Rare Disease Doesn't Disappear in the New Year
No, rare disease folks — specifically folks in the rare neuromuscular disease community, like me — cannot heal ourselves with New Years magic. For many of us, a cure and relief is our greatest wish. So when folks insist we “better get better,” or as one former friend put it, “if I prayed hard enough” and “got myself on a prayer list,” or as a therapist stated, “if you and your husband made more of an effort to get out socially and explain to people why you’re so isolated” (as we have done countless times over 20 years, as I am homebound in my wheelchair and experience seizures, muscular rigidity, and pain without relief or a cure), it can make this time of year even more painful from this denial of the reality of rare disease.
Right before Christmas, I had a follow-up visit with my primary doctor. My husband and I had just been at a holiday breakfast in a crowded diner awash in holiday cheer, doing the very best we could to have some semblance of joy and “getting out” to take in some festive fun.
My doc tells me they found a mass on my ovary from an MRI my rare disease specialist ordered in September, and no one had contacted me about it. This example is just one demonstration of why, as much as we may fight, advocate, wish and try, rare disease does not disappear for the holidays. My fellow rare disease warriors and I do not receive a vacation from our diseases; my husband does not receive a respite from his worry, from his sole caregiving labors, from our worst fears.
We might seem “socially isolated,” as this therapist put it, because only a few loyal friends reach out and offer their holiday greetings or a few much-needed and deeply beloved gifts.

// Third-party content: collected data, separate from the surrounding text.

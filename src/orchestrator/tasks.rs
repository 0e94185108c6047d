//! The four long-running background tasks C8 owns: poller, scorer,
//! monitor, coordinator (spec §4.8).
//!
//! Grounded on the teacher's `main.rs` task-spawning shape (one
//! `tokio::spawn` per independent activity, each holding its own
//! `broadcast::Receiver<()>` for the shared shutdown signal) and
//! `DataSourceKillSwitch`'s halt-on-repeated-failure behavior, adapted
//! from a kill switch tripped by failure counts to one tripped
//! immediately by an unrecoverable `AuthFailure` (spec §7).

use std::collections::{BTreeMap, HashMap};
use std::sync::Arc;

use chrono::{DateTime, Duration as ChronoDuration, Utc};
use tokio::sync::{broadcast, mpsc};
use tokio::task::JoinHandle;
use tracing::{debug, info, warn};

use crate::models::{Alert, AlertKind, AlertSubject, Severity, Spectrum, Trace};
use crate::monitor::MonitorEvent;
use crate::optimize::TriggerReason;
use crate::orchestrator::state::{AppState, TaskHealth, TaskName};
use crate::scoring::QualityScorer;

const REORDER_WINDOW: ChronoDuration = ChronoDuration::seconds(30);
const TRACE_CHANNEL_CAPACITY: usize = 4_096;
const EVENT_CHANNEL_CAPACITY: usize = 4_096;

/// Spawns poller, scorer, monitor, and coordinator, wired together with
/// bounded channels (spec §5 "inter-task channel sends and receives" as
/// a suspension point). Returns the join handles so `main` can await
/// them during graceful shutdown.
pub fn spawn_all(state: Arc<AppState>) -> Vec<JoinHandle<()>> {
    let (trace_tx, trace_rx) = mpsc::channel::<Trace>(TRACE_CHANNEL_CAPACITY);
    let (event_tx, event_rx) = mpsc::channel::<MonitorEvent>(EVENT_CHANNEL_CAPACITY);

    vec![
        tokio::spawn(poller_task(state.clone(), trace_tx, state.shutdown.subscribe())),
        tokio::spawn(scorer_task(state.clone(), trace_rx, event_tx, state.shutdown.subscribe())),
        tokio::spawn(monitor_task(state.clone(), event_rx, state.shutdown.subscribe())),
        tokio::spawn(coordinator_task(state.clone(), state.shutdown.subscribe())),
    ]
}

/// Calls C1 at a fixed cadence, feeding fetched traces into the scorer's
/// channel. An `AuthFailure` halts this task permanently and raises
/// exactly one CRITICAL alert (spec §7, §8 scenario 4); other errors are
/// transient and already retried inside the client, so a propagated one
/// here only degrades this task for one tick.
async fn poller_task(state: Arc<AppState>, trace_tx: mpsc::Sender<Trace>, mut shutdown: broadcast::Receiver<()>) {
    let mut cursors: HashMap<String, String> = HashMap::new();
    let mut interval = tokio::time::interval(state.config.poll_interval);

    loop {
        tokio::select! {
            _ = shutdown.recv() => {
                info!(task = TaskName::Poller.as_str(), "shutting down");
                return;
            }
            _ = interval.tick() => {}
        }

        match state.trace_client.fetch_recent(&cursors).await {
            Ok(result) => {
                for (project_id, err) in &result.project_errors {
                    debug!(project = %project_id, error = %err, "project poll degraded");
                }
                cursors.extend(result.cursors);
                state.set_task_health(TaskName::Poller, TaskHealth::Running);

                for trace in result.traces {
                    if trace_tx.try_send(trace).is_err() {
                        warn!(task = TaskName::Poller.as_str(), "trace channel saturated, dropping trace");
                        state.alerts.publish(
                            AlertKind::ResourceExhaustion,
                            Severity::Medium,
                            AlertSubject {
                                model: "*".into(),
                                spectrum: "*".into(),
                            },
                            TRACE_CHANNEL_CAPACITY as f64,
                            TRACE_CHANNEL_CAPACITY as f64,
                        );
                    }
                }
            }
            Err(e) if e.is_fatal() => {
                let reason = e.to_string();
                warn!(task = TaskName::Poller.as_str(), error = %reason, "auth failure, halting poller");
                state.set_task_health(TaskName::Poller, TaskHealth::Halted(reason.clone()));
                state.alerts.publish(
                    AlertKind::AuthFailure,
                    Severity::Critical,
                    AlertSubject {
                        model: "*".into(),
                        spectrum: "*".into(),
                    },
                    0.0,
                    0.0,
                );
                return;
            }
            Err(e) => {
                let reason = e.to_string();
                debug!(task = TaskName::Poller.as_str(), error = %reason, "poll cycle failed, continuing");
                state.set_task_health(TaskName::Poller, TaskHealth::Degraded(reason));
            }
        }
    }
}

/// Bounded reorder buffer: traces are admitted in arrival order but
/// flushed in timestamp order once they age out of the 30 s window, so
/// C3 always sees a single (model, spectrum) stream in strictly
/// increasing trace-timestamp order (spec §5).
struct ReorderBuffer {
    buffered: BTreeMap<DateTime<Utc>, Vec<Trace>>,
    newest_seen: Option<DateTime<Utc>>,
}

impl ReorderBuffer {
    fn new() -> Self {
        Self {
            buffered: BTreeMap::new(),
            newest_seen: None,
        }
    }

    /// Admits `trace`, returning `true` if accepted. Traces older than
    /// 30 s relative to the newest timestamp seen so far are dropped.
    fn push(&mut self, trace: Trace) -> bool {
        let newest = self.newest_seen.get_or_insert(trace.timestamp);
        if trace.timestamp > *newest {
            *newest = trace.timestamp;
        }
        if *newest - trace.timestamp > REORDER_WINDOW {
            return false;
        }
        self.buffered.entry(trace.timestamp).or_default().push(trace);
        true
    }

    /// Drains every buffered trace whose timestamp has aged past the
    /// reorder window, oldest first.
    fn drain_ready(&mut self) -> Vec<Trace> {
        let Some(newest) = self.newest_seen else {
            return Vec::new();
        };
        let cutoff = newest - REORDER_WINDOW;
        let tail = self.buffered.split_off(&(cutoff + ChronoDuration::milliseconds(1)));
        let ready = std::mem::replace(&mut self.buffered, tail);
        ready.into_values().flatten().collect()
    }
}

/// One `ReorderBuffer` per (model, spectrum) stream. The 30 s reorder/drop
/// contract in spec §5 is scoped to "a single (model, spectrum)"; sharing
/// one clock across every stream on the trace channel would let one
/// model's newer traces advance `newest_seen` and drop a different
/// model's legitimately fresh traces, which §5 never licenses.
struct KeyedReorderBuffers {
    streams: HashMap<(String, String), ReorderBuffer>,
}

impl KeyedReorderBuffers {
    fn new() -> Self {
        Self { streams: HashMap::new() }
    }

    fn key_for(trace: &Trace) -> (String, String) {
        let spectrum = trace.spectrum.map(|s| s.as_str().to_string()).unwrap_or_else(|| "unknown".to_string());
        (trace.model.clone(), spectrum)
    }

    fn push(&mut self, trace: Trace) -> bool {
        let key = Self::key_for(&trace);
        self.streams.entry(key).or_insert_with(ReorderBuffer::new).push(trace)
    }

    fn drain_ready(&mut self) -> Vec<Trace> {
        self.streams.values_mut().flat_map(|b| b.drain_ready()).collect()
    }
}

/// Consumes traces in arrival order, reorders within a bounded window,
/// scores each with C2, pushes the score into C3, and forwards any
/// resulting events downstream to the monitor task (spec §4.8, §5).
async fn scorer_task(
    state: Arc<AppState>,
    mut trace_rx: mpsc::Receiver<Trace>,
    event_tx: mpsc::Sender<MonitorEvent>,
    mut shutdown: broadcast::Receiver<()>,
) {
    let mut buffer = KeyedReorderBuffers::new();
    let mut flush_tick = tokio::time::interval(std::time::Duration::from_secs(5));

    loop {
        tokio::select! {
            _ = shutdown.recv() => {
                info!(task = TaskName::Scorer.as_str(), "shutting down");
                return;
            }
            maybe_trace = trace_rx.recv() => {
                match maybe_trace {
                    Some(trace) => {
                        if !buffer.push(trace) {
                            debug!(task = TaskName::Scorer.as_str(), "trace dropped: older than reorder window");
                        }
                    }
                    None => {
                        info!(task = TaskName::Scorer.as_str(), "trace channel closed, shutting down");
                        return;
                    }
                }
            }
            _ = flush_tick.tick() => {}
        }

        for trace in buffer.drain_ready() {
            let default_spectrum = state.default_spectrum(&trace.model);
            let score = QualityScorer::score(&trace, default_spectrum);
            state.trace_cache.record(&score.model, &score.spectrum, trace, score.overall);

            for event in state.monitor.ingest(&score) {
                if event_tx.try_send(event).is_err() {
                    warn!(task = TaskName::Scorer.as_str(), "event channel saturated, dropping monitor event");
                }
            }
        }
        state.set_task_health(TaskName::Scorer, TaskHealth::Running);
    }
}

/// Forwards C3's events to C4 and periodically logs the aggregate state
/// of every tracked window (spec §4.8: "periodically asks C3 for fresh
/// aggregates").
async fn monitor_task(state: Arc<AppState>, mut event_rx: mpsc::Receiver<MonitorEvent>, mut shutdown: broadcast::Receiver<()>) {
    let mut aggregate_tick = tokio::time::interval(state.config.forecast_interval);

    loop {
        tokio::select! {
            _ = shutdown.recv() => {
                info!(task = TaskName::Monitor.as_str(), "shutting down");
                return;
            }
            maybe_event = event_rx.recv() => {
                match maybe_event {
                    Some(event) => {
                        state.alerts.publish(event.kind, event.severity, event.subject, event.measured_value, event.threshold);
                        state.set_task_health(TaskName::Monitor, TaskHealth::Running);
                    }
                    None => {
                        info!(task = TaskName::Monitor.as_str(), "event channel closed, shutting down");
                        return;
                    }
                }
            }
            _ = aggregate_tick.tick() => {
                for snap in state.monitor.snapshot() {
                    debug!(
                        model = %snap.model,
                        spectrum = %snap.spectrum,
                        mean = snap.stats.mean,
                        count = snap.stats.count,
                        "window aggregate"
                    );
                }
            }
        }
    }
}

fn trigger_reason_for(kind: AlertKind) -> Option<TriggerReason> {
    match kind {
        AlertKind::ThresholdBreach => Some(TriggerReason::ThresholdBreach),
        AlertKind::TrendDown => Some(TriggerReason::TrendDown),
        AlertKind::ForecastRegression => Some(TriggerReason::ForecastRegression),
        AlertKind::VarianceHigh | AlertKind::DeploymentFailed | AlertKind::AuthFailure | AlertKind::ResourceExhaustion => None,
    }
}

/// Subscribes to C4 and decides whether quality-degradation alerts
/// warrant starting a C6 cycle; also fires a scheduled cycle for every
/// tracked (model, spectrum) pair once `cycle_interval` elapses (spec
/// §4.6 "a scheduled cycle elapses (default 4h)"). Concurrency cap and
/// per-key cooldown are enforced inside the engine itself; this task
/// only maps alerts and the schedule tick to trigger decisions (spec
/// §4.8, §5).
async fn coordinator_task(state: Arc<AppState>, mut shutdown: broadcast::Receiver<()>) {
    let mut alert_rx = state.alerts.subscribe();
    let mut schedule_tick = tokio::time::interval(state.config.cycle_interval);
    schedule_tick.tick().await; // first tick fires immediately; skip it

    loop {
        tokio::select! {
            _ = shutdown.recv() => {
                info!(task = TaskName::Coordinator.as_str(), "shutting down");
                return;
            }
            received = alert_rx.recv() => {
                match received {
                    Ok(alert) => handle_alert(&state, alert),
                    Err(broadcast::error::RecvError::Lagged(skipped)) => {
                        warn!(task = TaskName::Coordinator.as_str(), skipped, "alert receiver lagged, some alerts missed");
                    }
                    Err(broadcast::error::RecvError::Closed) => {
                        info!(task = TaskName::Coordinator.as_str(), "alert bus closed, shutting down");
                        return;
                    }
                }
            }
            _ = schedule_tick.tick() => {
                trigger_scheduled_cycles(&state);
            }
        }
        state.set_task_health(TaskName::Coordinator, TaskHealth::Running);
    }
}

/// Fires a `Scheduled` cycle for every currently tracked (model,
/// spectrum) pair. Pairs with an untagged (`unknown`) spectrum are
/// skipped, same as alert-driven triggers; the engine's own
/// cooldown/in-flight bookkeeping absorbs any overlap with an
/// alert-driven cycle that is already running for the same pair.
fn trigger_scheduled_cycles(state: &Arc<AppState>) {
    for snap in state.monitor.snapshot() {
        let Some(spectrum) = Spectrum::parse(&snap.spectrum) else {
            continue;
        };
        let cycle_id = state.engine.trigger(snap.model.clone(), spectrum, TriggerReason::Scheduled);
        info!(
            cycle_id = %cycle_id,
            model = %snap.model,
            spectrum = spectrum.as_str(),
            "optimization cycle triggered on schedule"
        );
    }
}

fn handle_alert(state: &Arc<AppState>, alert: Alert) {
    let Some(reason) = trigger_reason_for(alert.kind) else {
        return;
    };
    if alert.subject.model == "*" {
        return;
    }
    let Some(spectrum) = Spectrum::parse(&alert.subject.spectrum) else {
        debug!(spectrum = %alert.subject.spectrum, "skipping optimization trigger for untagged spectrum");
        return;
    };
    let cycle_id = state.engine.trigger(alert.subject.model.clone(), spectrum, reason);
    info!(
        cycle_id = %cycle_id,
        model = %alert.subject.model,
        spectrum = spectrum.as_str(),
        reason = ?reason,
        "optimization cycle triggered from alert"
    );
}
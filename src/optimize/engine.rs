//! C6 — Optimization Engine: the `idle → analyzing → generating →
//! testing → deciding → deploying → completed/aborted` cycle state
//! machine (spec §4.6).
//!
//! Grounded on `vault/ab_test.rs`'s `ABTestTracker` for the shape of an
//! owned tracker object driving arm assignment and decision, generalized
//! here from a fixed 50/50 live split to the closed-loop templated
//! variant comparison the spec calls for.

use std::collections::{HashMap, HashSet};
use std::sync::Arc;

use chrono::{DateTime, Utc};
use parking_lot::RwLock;
use tokio::sync::{broadcast, Semaphore};
use tracing::{info, warn};
use uuid::Uuid;

use crate::alerts::AlertBus;
use crate::config::Config;
use crate::deploy::DeploymentManager;
use crate::error::OptimizationError;
use crate::learning::LearningStore;
use crate::models::{
    ABTest, ABTestStatus, AlertKind, AlertSubject, ConfigDelta, ConfigDeltaType, DeploymentRecord, GenerationStrategy, Pattern, Severity,
    Spectrum,
};
use crate::optimize::abtest::{ingest_baseline, ingest_candidate, maybe_decide};
use crate::optimize::context::{mine_and_assemble, RecentTraceCache};
use crate::optimize::variant::{generate_variants, ContextBundle};

const ANALYSIS_SAMPLE_SIZE: usize = 50;

#[derive(Debug, Clone, Copy, PartialEq, Eq)]
pub enum TriggerReason {
    ThresholdBreach,
    TrendDown,
    ForecastRegression,
    Scheduled,
    Manual,
}

#[derive(Debug, Clone, PartialEq, Eq)]
pub enum CycleState {
    Queued,
    Analyzing,
    Generating,
    Testing,
    Deciding,
    Deploying,
    Completed,
    Aborted(String),
}

#[derive(Debug, Clone)]
pub struct CycleSummary {
    pub id: String,
    pub model: String,
    pub spectrum: Spectrum,
    pub state: CycleState,
    pub started_at: DateTime<Utc>,
}

pub struct OptimizationOutcome {
    pub cycle_id: String,
    pub state: CycleState,
    pub deployment: Option<DeploymentRecord>,
}

/// Owns global concurrency and per-key cooldown enforcement plus the
/// mechanics of running one cycle to completion (spec §4.6, §5).
pub struct OptimizationEngine {
    config: Arc<Config>,
    learning_store: Arc<LearningStore>,
    trace_cache: Arc<RecentTraceCache>,
    deployer: Arc<DeploymentManager>,
    alerts: Arc<AlertBus>,
    semaphore: Arc<Semaphore>,
    in_flight: RwLock<HashSet<(String, String)>>,
    cooldowns: RwLock<HashMap<(String, String), DateTime<Utc>>>,
    cycles: RwLock<HashMap<String, CycleSummary>>,
    shutdown: broadcast::Sender<()>,
}

impl OptimizationEngine {
    pub fn new(
        config: Arc<Config>,
        learning_store: Arc<LearningStore>,
        trace_cache: Arc<RecentTraceCache>,
        deployer: Arc<DeploymentManager>,
        alerts: Arc<AlertBus>,
        shutdown: broadcast::Sender<()>,
    ) -> Self {
        let cap = config.cycle_concurrency_cap.max(1);
        Self {
            config,
            learning_store,
            trace_cache,
            deployer,
            alerts,
            semaphore: Arc::new(Semaphore::new(cap)),
            in_flight: RwLock::new(HashSet::new()),
            cooldowns: RwLock::new(HashMap::new()),
            cycles: RwLock::new(HashMap::new()),
            shutdown,
        }
    }

    pub fn active_cycles(&self) -> Vec<CycleSummary> {
        self.cycles.read().values().cloned().collect()
    }

    /// Registers a cycle id synchronously and spawns the actual work in
    /// the background, so HTTP callers (spec §6 `POST /trigger` → 202)
    /// and the coordinator task never block on queue depth or the
    /// concurrency cap.
    pub fn trigger(self: &Arc<Self>, model: String, spectrum: Spectrum, reason: TriggerReason) -> String {
        let cycle_id = Uuid::new_v4().to_string();
        self.cycles.write().insert(
            cycle_id.clone(),
            CycleSummary {
                id: cycle_id.clone(),
                model: model.clone(),
                spectrum,
                state: CycleState::Queued,
                started_at: Utc::now(),
            },
        );

        let engine = Arc::clone(self);
        let id_for_task = cycle_id.clone();
        tokio::spawn(async move {
            if let Err(e) = engine.run_cycle(&id_for_task, &model, spectrum, reason).await {
                warn!(cycle_id = %id_for_task, error = %e, "optimization cycle did not complete");
            }
        });

        cycle_id
    }

    pub fn subscribe_shutdown(&self) -> broadcast::Receiver<()> {
        self.shutdown.subscribe()
    }

    fn key(model: &str, spectrum: Spectrum) -> (String, String) {
        (model.to_string(), spectrum.as_str().to_string())
    }

    fn cooldown_remaining(&self, key: &(String, String)) -> bool {
        match self.cooldowns.read().get(key) {
            Some(last) => Utc::now().signed_duration_since(*last) < chrono::Duration::from_std(self.config.cycle_cooldown).unwrap_or_default(),
            None => false,
        }
    }

    /// Runs one full cycle to completion, respecting the per-key
    /// exclusivity, cooldown, and the global concurrency cap (which
    /// causes this call to await until a slot frees, effectively queuing
    /// callers beyond the cap — spec §5 "others queue and start only as
    /// slots free").
    async fn run_cycle(
        &self,
        cycle_id: &str,
        model: &str,
        spectrum: Spectrum,
        _reason: TriggerReason,
    ) -> Result<OptimizationOutcome, OptimizationError> {
        let key = Self::key(model, spectrum);
        let mut shutdown = self.shutdown.subscribe();

        if self.cooldown_remaining(&key) {
            self.set_state(cycle_id, CycleState::Aborted("cooldown".into()));
            return Err(OptimizationError::Aborted("cooldown".into()));
        }
        {
            let mut in_flight = self.in_flight.write();
            if in_flight.contains(&key) {
                self.set_state(cycle_id, CycleState::Aborted("already_in_flight".into()));
                return Err(OptimizationError::Aborted("already_in_flight".into()));
            }
            in_flight.insert(key.clone());
        }

        let _permit = match self.semaphore.acquire().await {
            Ok(p) => p,
            Err(_) => {
                self.in_flight.write().remove(&key);
                self.set_state(cycle_id, CycleState::Aborted("engine_shutdown".into()));
                return Err(OptimizationError::Aborted("engine_shutdown".into()));
            }
        };

        self.set_state(cycle_id, CycleState::Analyzing);

        let result = tokio::time::timeout(self.config.cycle_budget, self.run_stages(cycle_id, model, spectrum, &mut shutdown)).await;

        self.in_flight.write().remove(&key);
        self.cooldowns.write().insert(key, Utc::now());

        let outcome = match result {
            Ok(Ok(outcome)) => outcome,
            Ok(Err(e)) => {
                self.set_state(cycle_id, CycleState::Aborted(e.to_string()));
                return Err(e);
            }
            Err(_) => {
                self.set_state(cycle_id, CycleState::Aborted("timeout".into()));
                return Err(OptimizationError::Timeout);
            }
        };

        Ok(outcome)
    }

    fn set_state(&self, cycle_id: &str, state: CycleState) {
        if let Some(summary) = self.cycles.write().get_mut(cycle_id) {
            summary.state = state;
        }
    }

    async fn run_stages(
        &self,
        cycle_id: &str,
        model: &str,
        spectrum: Spectrum,
        shutdown: &mut broadcast::Receiver<()>,
    ) -> Result<OptimizationOutcome, OptimizationError> {
        if shutdown.try_recv().is_ok() {
            return Ok(self.abort(cycle_id, model, spectrum, "shutdown"));
        }

        // analyzing
        self.set_state(cycle_id, CycleState::Analyzing);
        let samples = self.trace_cache.recent(model, spectrum.as_str(), ANALYSIS_SAMPLE_SIZE);
        if samples.is_empty() {
            return Ok(self.abort(cycle_id, model, spectrum, "no_data"));
        }
        let baseline_text = self.deployer.current_system_prompt(model, spectrum.as_str());
        let bundle = mine_and_assemble(
            &self.learning_store,
            &samples,
            spectrum,
            baseline_text.clone(),
            0.5,
            self.config.pattern_min_support as u64,
        );

        // generating
        self.set_state(cycle_id, CycleState::Generating);
        let variants = generate_variants(&bundle, self.config.max_variants, "baseline");
        if variants.is_empty() {
            return Ok(self.abort(cycle_id, model, spectrum, "no_variants"));
        }

        // testing
        self.set_state(cycle_id, CycleState::Testing);
        let mut decided: Vec<(ABTest, crate::models::PromptVariant)> = Vec::new();
        for variant in variants {
            if shutdown.try_recv().is_ok() {
                return Ok(self.abort(cycle_id, model, spectrum, "shutdown"));
            }
            let test = self.run_ab_test(&samples, &bundle, &variant).await;
            if test.status == ABTestStatus::DecidedCandidate {
                decided.push((test, variant));
            }
        }

        // deciding
        self.set_state(cycle_id, CycleState::Deciding);
        let winner = decided
            .into_iter()
            .max_by(|(a, _), (b, _)| {
                let ia = a.mean_candidate - a.mean_baseline;
                let ib = b.mean_candidate - b.mean_baseline;
                ia.partial_cmp(&ib).unwrap_or(std::cmp::Ordering::Equal)
            });

        let (test, variant) = match winner {
            Some(w) => w,
            None => return Ok(self.abort(cycle_id, model, spectrum, "no_improvement")),
        };

        // deploying
        self.set_state(cycle_id, CycleState::Deploying);
        let delta = ConfigDelta {
            delta_type: ConfigDeltaType::SystemPrompt,
            component: format!("{model}:{spectrum}"),
            before: bundle.baseline_text.clone(),
            after: variant.text.clone(),
            reason: format!("optimization cycle {cycle_id}: {:?} strategy won A/B test", variant.generation_strategy),
            expected_impact: format!("+{:.3} mean quality", test.mean_candidate - test.mean_baseline),
        };

        let candidate_delta = test.mean_candidate - test.mean_baseline;
        match self
            .deployer
            .apply(
                model,
                spectrum.as_str(),
                spectrum,
                &variant,
                vec![delta],
                candidate_delta,
                crate::models::DeploymentActor::Auto,
            )
            .await
        {
            Ok(record) => {
                self.set_state(cycle_id, CycleState::Completed);
                Ok(OptimizationOutcome {
                    cycle_id: cycle_id.to_string(),
                    state: CycleState::Completed,
                    deployment: Some(record),
                })
            }
            Err(e) => {
                warn!(error = %e, "deployment failed during optimization cycle");
                self.alerts.publish(
                    AlertKind::DeploymentFailed,
                    Severity::High,
                    AlertSubject {
                        model: model.to_string(),
                        spectrum: spectrum.as_str().to_string(),
                    },
                    0.0,
                    self.config.validation_min_mean,
                );
                Ok(self.abort(cycle_id, model, spectrum, "validation_failed"))
            }
        }
    }

    fn abort(&self, cycle_id: &str, model: &str, spectrum: Spectrum, reason: &str) -> OptimizationOutcome {
        self.set_state(cycle_id, CycleState::Aborted(reason.to_string()));
        info!(cycle_id, model, spectrum = spectrum.as_str(), reason, "optimization cycle aborted");
        OptimizationOutcome {
            cycle_id: cycle_id.to_string(),
            state: CycleState::Aborted(reason.to_string()),
            deployment: None,
        }
    }

    /// Draws paired samples for baseline and candidate until the test
    /// decides or exhausts `target_n`. The candidate arm has no live
    /// traffic to sample (spec Non-goals: "serving live inference
    /// traffic" is out of scope) so it is estimated deterministically
    /// from the mined pattern confidence gap — a capability fallback in
    /// the spirit of spec §9's deterministic-fallback design note. Each
    /// drawn sample still yields to the runtime (spec §5: "every outbound
    /// HTTP request... during C6 A/B evaluation" is a suspension point),
    /// so this cooperates correctly with other concurrent cycles under
    /// the engine's concurrency cap instead of monopolizing a worker
    /// thread for the whole test.
    async fn run_ab_test(&self, samples: &[(crate::models::Trace, f64)], bundle: &ContextBundle, variant: &crate::models::PromptVariant) -> ABTest {
        let mut test = ABTest {
            id: Uuid::new_v4().to_string(),
            baseline_variant_id: "baseline".into(),
            candidate_variant_id: variant.id.clone(),
            spectrum: bundle.spectrum,
            target_n: self.config.ab_target_n,
            collected_n_baseline: 0,
            collected_n_candidate: 0,
            mean_baseline: 0.0,
            mean_candidate: 0.0,
            variance_baseline: 0.0,
            variance_candidate: 0.0,
            status: ABTestStatus::Running,
        };

        let delta = synthetic_delta(variant.generation_strategy, &bundle.success_patterns, &bundle.failure_patterns);

        for i in 0..test.target_n {
            tokio::task::yield_now().await;
            let baseline_value = samples[i % samples.len()].1;
            let candidate_value = (baseline_value + delta).clamp(0.0, 1.0);
            ingest_baseline(&mut test, baseline_value);
            ingest_candidate(&mut test, candidate_value);

            if test.collected_n_baseline >= self.config.ab_min_n && maybe_decide(&mut test, &self.config) {
                return test;
            }
        }
        if test.status == ABTestStatus::Running {
            test.status = ABTestStatus::Inconclusive;
        }
        test
    }
}

fn synthetic_delta(strategy: GenerationStrategy, success: &[Pattern], failure: &[Pattern]) -> f64 {
    let avg = |ps: &[Pattern]| -> f64 {
        if ps.is_empty() {
            0.0
        } else {
            ps.iter().map(|p| p.confidence).sum::<f64>() / ps.len() as f64
        }
    };
    let gap = avg(success) - avg(failure);
    let weight = match strategy {
        GenerationStrategy::PatternMerge => 1.0,
        GenerationStrategy::Clarity => 0.6,
        GenerationStrategy::Structure => 0.5,
        GenerationStrategy::Examples => 0.8,
        GenerationStrategy::MetaLearned => 1.2,
    };
    (gap * 0.05 * weight).clamp(-0.05, 0.05)
}

#[cfg(test)]
mod tests {
    use super::*;

    #[test]
    fn synthetic_delta_is_bounded() {
        let d = synthetic_delta(GenerationStrategy::MetaLearned, &[], &[]);
        assert!(d.abs() <= 0.05);
    }
}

It is not the fault of rare disease warriors that we are too often abandoned and shunned by the people who fall away from our lives. All of us rare disease zebras need support and compassion and tremendously improved medical help. Many of us do not deliberately discard society during the holidays or any other time. Often, we have been discarded, but we keep fighting like the champions we truly are, against all of the odds, with little to no support for far too many of us — not for lack of knocking ourselves out, as many of you know. Frankly, we should never have to do that. Never.
Dear healthy friends, medical providers, therapists: The best gift you could offer in the new year is the gift of listening to us and remembering our words, our courage, our wisdom, our need for your compassion and your help alongside us as our fellow champions, not as our judges.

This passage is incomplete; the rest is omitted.